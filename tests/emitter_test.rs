//! Integration tests for the DAG-to-IR emitter and the per-function lifter.

use bumpalo::Bump;
use liftdag::dag::NodeId;
use liftdag::ir::Value;
use liftdag::{parse_dags, DagEmitter, DiagnosticKind, LiftError, LiftOptions, LiftSession, Lifter, PowerPc64};
use std::collections::HashSet;
use std::fmt::Write;

const BUMP_X3: &str = "
function bump {
  t0: ch = EntryToken
  t1: i64 = Register %X3
  t2: i64,ch = CopyFromReg t0, t1
  t3: i64 = Constant<4>
  t4: i64 = add t2, t3
  t5: ch = CopyToReg t2:1, t1, t4
  t6: ch = Ret t5
}
";

/// Lift `text` with `options`, returning the printed module and the session diagnostics.
fn lift_text(text: &str, options: LiftOptions) -> (String, Vec<liftdag::Diagnostic>) {
    let _ = env_logger::builder().is_test(true).try_init();

    let target = PowerPc64::new();
    let mut dags = parse_dags(text, &target).unwrap();
    let arena = Bump::new();
    let session = LiftSession::new(&arena);
    let mut lifter = Lifter::new("test", &target, &session, options);
    lifter.lift_all(&mut dags).unwrap();
    let output = lifter.module().to_string();
    (output, session.diagnostics())
}

#[test]
fn test_register_increment_scenario() {
    let (output, diagnostics) = lift_text(BUMP_X3, LiftOptions::default());

    let expected = "\
define void @bump() {
entry:
  %X3 = alloca i64
  %X3_1 = load i64, ptr @X3
  store i64 %X3_1, ptr %X3
  br label %body

body:
  %X3_2 = load i64, ptr %X3
  %X3_3 = add i64 %X3_2, 4
  store i64 %X3_3, ptr %X3
  %X3_4 = load i64, ptr %X3
  store i64 %X3_4, ptr @X3
  ret void
}
";
    assert!(output.contains("@X3 = global i64 0"), "{output}");
    assert!(output.contains(expected), "{output}");
    assert!(diagnostics.is_empty(), "{diagnostics:?}");
}

#[test]
fn test_register_round_trip_copy() {
    let text = "
function copy {
  t0: ch = EntryToken
  t1: i64 = Register %X3
  t2: i64 = Register %X4
  t3: i64,ch = CopyFromReg t0, t1
  t4: ch = CopyToReg t3:1, t2, t3
  t5: ch = Ret t4
}";
    let (output, _) = lift_text(text, LiftOptions::default());

    let entry = "\
entry:
  %X3 = alloca i64
  %X3_1 = load i64, ptr @X3
  store i64 %X3_1, ptr %X3
  %X4 = alloca i64
  %X4_1 = load i64, ptr @X4
  store i64 %X4_1, ptr %X4
  br label %body
";
    let body = "\
body:
  %X3_2 = load i64, ptr %X3
  store i64 %X3_2, ptr %X4
  %X3_3 = load i64, ptr %X3
  store i64 %X3_3, ptr @X3
  %X4_2 = load i64, ptr %X4
  store i64 %X4_2, ptr @X4
  ret void
";
    assert!(output.contains(entry), "{output}");
    assert!(output.contains(body), "{output}");
}

#[test]
fn test_emission_is_memoized() {
    let text = "
function shared {
  t0: ch = EntryToken
  t1: i64 = Register %X3
  t2: i64,ch = CopyFromReg t0, t1
  t3: i64 = Constant<4>
  t4: i64 = add t2, t3
  t5: i64 = mul t4, t4
  t6: ch = CopyToReg t2:1, t1, t5
  t7: ch = Ret t6
}";
    let target = PowerPc64::new();
    let dags = parse_dags(text, &target).unwrap();
    let arena = Bump::new();
    let session = LiftSession::new(&arena);
    let mut module = liftdag::Module::new("m");
    let mut emitter = DagEmitter::new(&dags[0], &target, &mut module, &session, LiftOptions::default());

    let first = emitter.emit(NodeId(4)).unwrap();
    let count = emitter.function().num_insts();
    let second = emitter.emit(NodeId(4)).unwrap();
    assert!(first.is_some());
    assert_eq!(first, second);
    assert_eq!(emitter.function().num_insts(), count);

    // The product of the shared add emits exactly one more instruction.
    let product = emitter.emit(NodeId(5)).unwrap();
    assert_eq!(emitter.function().num_insts(), count + 1);
    assert!(matches!(product, Some(Value::Inst(_))));

    // Side effects are produced once per node too.
    emitter.emit(NodeId(6)).unwrap();
    let after_store = emitter.function().num_insts();
    emitter.emit(NodeId(6)).unwrap();
    assert_eq!(emitter.function().num_insts(), after_store);
    assert!(emitter.context().cache.contains(NodeId(6)));
}

#[test]
fn test_unknown_opcode_leaves_a_gap() {
    let text = "
function partial {
  t0: ch = EntryToken
  t1: i64 = Register %X3
  t2: i64 = Register %X4
  t3: i64,ch = CopyFromReg t0, t1
  t4: i64 = ADD8 t3, t3
  t5: i64 = Constant<1>
  t6: i64 = add t3, t5
  t7: ch = CopyToReg t3:1, t2, t4
  t8: ch = CopyToReg t7, t1, t6
  t9: ch = Ret t8
}";
    let options = LiftOptions { run_selector: false, ..LiftOptions::default() };
    let (output, diagnostics) = lift_text(text, options);

    let unknown: Vec<_> = diagnostics.iter().filter(|d| d.kind == DiagnosticKind::UnknownOpcode).collect();
    assert_eq!(unknown.len(), 1, "{diagnostics:?}");
    assert_eq!(unknown[0].function.as_deref(), Some("partial"));
    assert!(diagnostics.iter().any(|d| d.kind == DiagnosticKind::MissingOperand));

    // Everything not depending on the unknown node is still there.
    assert!(output.contains("add i64 %X3_2, 1"), "{output}");
    assert!(output.contains("ptr %X3\n  %X3_"), "{output}");
    assert!(output.contains("ret void"), "{output}");
}

#[test]
fn test_names_are_unique_across_returns() {
    let text = "
function twice {
  t0: ch = EntryToken
  t1: i64 = Register %X3
  t2: i64,ch = CopyFromReg t0, t1
  t3: i64 = Constant<0>
  t4: ch = CondCode<seteq>
  t5: ch = TargetAddress<0x2000>
  t6: ch = br_cc t2:1, t4, t2, t3, t5
  t7: ch = Ret t6
  t8: i64,ch = CopyFromReg t7, t1
  t9: i64 = add t8, t8
  t10: ch = CopyToReg t8:1, t1, t9
  t11: ch = Ret t10
}";
    let target = PowerPc64::new();
    let mut dags = parse_dags(text, &target).unwrap();
    let arena = Bump::new();
    let session = LiftSession::new(&arena);
    let mut lifter = Lifter::new("m", &target, &session, LiftOptions::default());
    lifter.lift_all(&mut dags).unwrap();

    let func = lifter.module().function("twice").unwrap();
    let names: Vec<&str> = func.insts().map(|(_, inst)| inst.name.as_str()).filter(|n| !n.is_empty()).collect();
    let unique: HashSet<&str> = names.iter().copied().collect();
    assert_eq!(names.len(), unique.len(), "{names:?}");

    // entry, body, the fall-through of the compare, and the block after the first return
    assert_eq!(func.num_blocks(), 4);
    let returns = func.insts().filter(|(_, inst)| inst.is_return()).count();
    assert_eq!(returns, 2);

    let output = lifter.module().to_string();
    assert!(output.contains("icmp eq i64 %X3_2, 0"), "{output}");
    assert!(output.contains("label %addr_0x2000, label %bb1"), "{output}");
}

#[test]
fn test_malformed_constant_aborts_the_function() {
    let _ = env_logger::builder().is_test(true).try_init();
    let text = "
function good {
  t0: ch = EntryToken
  t1: i64 = Register %X3
  t2: i64,ch = CopyFromReg t0, t1
  t3: ch = Ret t2:1
}
function bad {
  t0: ch = EntryToken
  t1: i64 = Constant
  t2: ch = Ret t0, t1
}";
    let target = PowerPc64::new();
    let mut dags = parse_dags(text, &target).unwrap();
    let arena = Bump::new();
    let session = LiftSession::new(&arena);
    let mut lifter = Lifter::new("m", &target, &session, LiftOptions::default());

    let err = lifter.lift_all(&mut dags).unwrap_err();
    assert_eq!(err, LiftError::MalformedConstant { node: NodeId(1) });
    assert!(lifter.module().function("good").is_some());
    assert!(lifter.module().function("bad").is_none());
    assert_eq!(session.stats().functions_lifted, 1);
}

#[test]
fn test_depth_limit() {
    let _ = env_logger::builder().is_test(true).try_init();
    let target = PowerPc64::new();
    let mut dags = parse_dags(BUMP_X3, &target).unwrap();
    let arena = Bump::new();
    let session = LiftSession::new(&arena);
    let options = LiftOptions { max_depth: 1, ..LiftOptions::default() };
    let mut lifter = Lifter::new("m", &target, &session, options);

    let err = lifter.lift_function(&mut dags[0]).unwrap_err();
    assert!(matches!(err, LiftError::DepthLimit { limit: 1, .. }), "{err}");
    assert!(lifter.module().functions().is_empty());
}

#[test]
fn test_narrow_memory_accesses() {
    let text = "
function narrow {
  t0: ch = EntryToken
  t1: i64 = Register %X3
  t2: i64,ch = CopyFromReg t0, t1
  t3: i64,ch = load t2:1, t2 (load 2 sext)
  t4: ch = store t3:1, t3, t2 (store 1 trunc)
  t5: ch = Ret t4
}";
    let (output, diagnostics) = lift_text(text, LiftOptions::default());
    assert!(diagnostics.is_empty(), "{diagnostics:?}");
    assert!(output.contains("load i16, ptr"), "{output}");
    assert!(output.contains("sext i16"), "{output}");
    assert!(output.contains("trunc i64"), "{output}");
    assert!(output.contains("store i8"), "{output}");
}

#[test]
fn test_return_value_and_missing_mem_operand() {
    let text = "
function value {
  t0: ch = EntryToken
  t1: i64 = Register %X3
  t2: i64,ch = CopyFromReg t0, t1
  t3: i32,ch = load t2:1, t2
  t4: ch = Ret t3:1, t3
}";
    let (output, diagnostics) = lift_text(text, LiftOptions::default());
    assert!(diagnostics.iter().any(|d| d.kind == DiagnosticKind::MissingMemOperand), "{diagnostics:?}");
    assert!(output.contains("load i32, ptr"), "{output}");
    assert!(output.contains("ret i32 %X3_"), "{output}");
}

#[test]
fn test_returns_sharing_a_chain_emit_side_effects_once() {
    let text = "
function shared_tail {
  t0: ch = EntryToken
  t1: i64 = Register %X3
  t2: i64 = Constant<7>
  t3: ch = CopyToReg t0, t1, t2
  t4: i64 = Constant<256>
  t5: ch = store t3, t2, t4 (store 8)
  t6: ch = Ret t5
  t7: ch = Ret t5
  root t7
}";
    let (output, diagnostics) = lift_text(text, LiftOptions::default());
    assert!(diagnostics.is_empty(), "{diagnostics:?}");

    assert_eq!(output.matches("store i64 7, ptr").count(), 2, "{output}");
    assert_eq!(output.matches("alloca").count(), 1, "{output}");
    assert_eq!(output.matches("ret void").count(), 2, "{output}");
    assert!(output.contains("bb1:\n  ret void\n"), "{output}");
}

/// `depth` chained adds on X3, written back and returned.
fn add_chain(depth: usize) -> String {
    let mut text = String::from(
        "function deep {
  t0: ch = EntryToken
  t1: i64 = Register %X3
  t2: i64,ch = CopyFromReg t0, t1
  t3: i64 = Constant<1>
",
    );
    let mut last = 2;
    for id in 4..4 + depth {
        writeln!(text, "  t{id}: i64 = add t{last}, t3").unwrap();
        last = id;
    }
    let copy = 4 + depth;
    writeln!(text, "  t{copy}: ch = CopyToReg t2:1, t1, t{last}").unwrap();
    writeln!(text, "  t{}: ch = Ret t{copy}", copy + 1).unwrap();
    text.push_str("}\n");
    text
}

#[test]
fn test_deep_graph_within_default_limit() {
    let depth = 4000;
    let (output, diagnostics) = lift_text(&add_chain(depth), LiftOptions::default());
    assert!(diagnostics.is_empty(), "{diagnostics:?}");
    assert_eq!(output.matches(" = add i64 ").count(), depth);
    assert!(output.contains("ret void"), "{output}");
}

#[test]
fn test_deep_graph_beyond_limit_is_an_error() {
    let _ = env_logger::builder().is_test(true).try_init();
    let target = PowerPc64::new();
    let mut dags = parse_dags(&add_chain(300), &target).unwrap();
    let arena = Bump::new();
    let session = LiftSession::new(&arena);
    let options = LiftOptions { max_depth: 100, ..LiftOptions::default() };
    let mut lifter = Lifter::new("m", &target, &session, options);

    let err = lifter.lift_function(&mut dags[0]).unwrap_err();
    assert!(matches!(err, LiftError::DepthLimit { limit: 100, .. }), "{err}");
    assert!(lifter.module().function("deep").is_none());
}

Problem statement
In the data above, copy every line where the string "first" appears.

Output of the exercise
    let first = emitter.emit(NodeId(4)).unwrap();
    assert!(first.is_some());
    assert_eq!(first, second);
    // entry, body, the fall-through of the compare, and the block after the first return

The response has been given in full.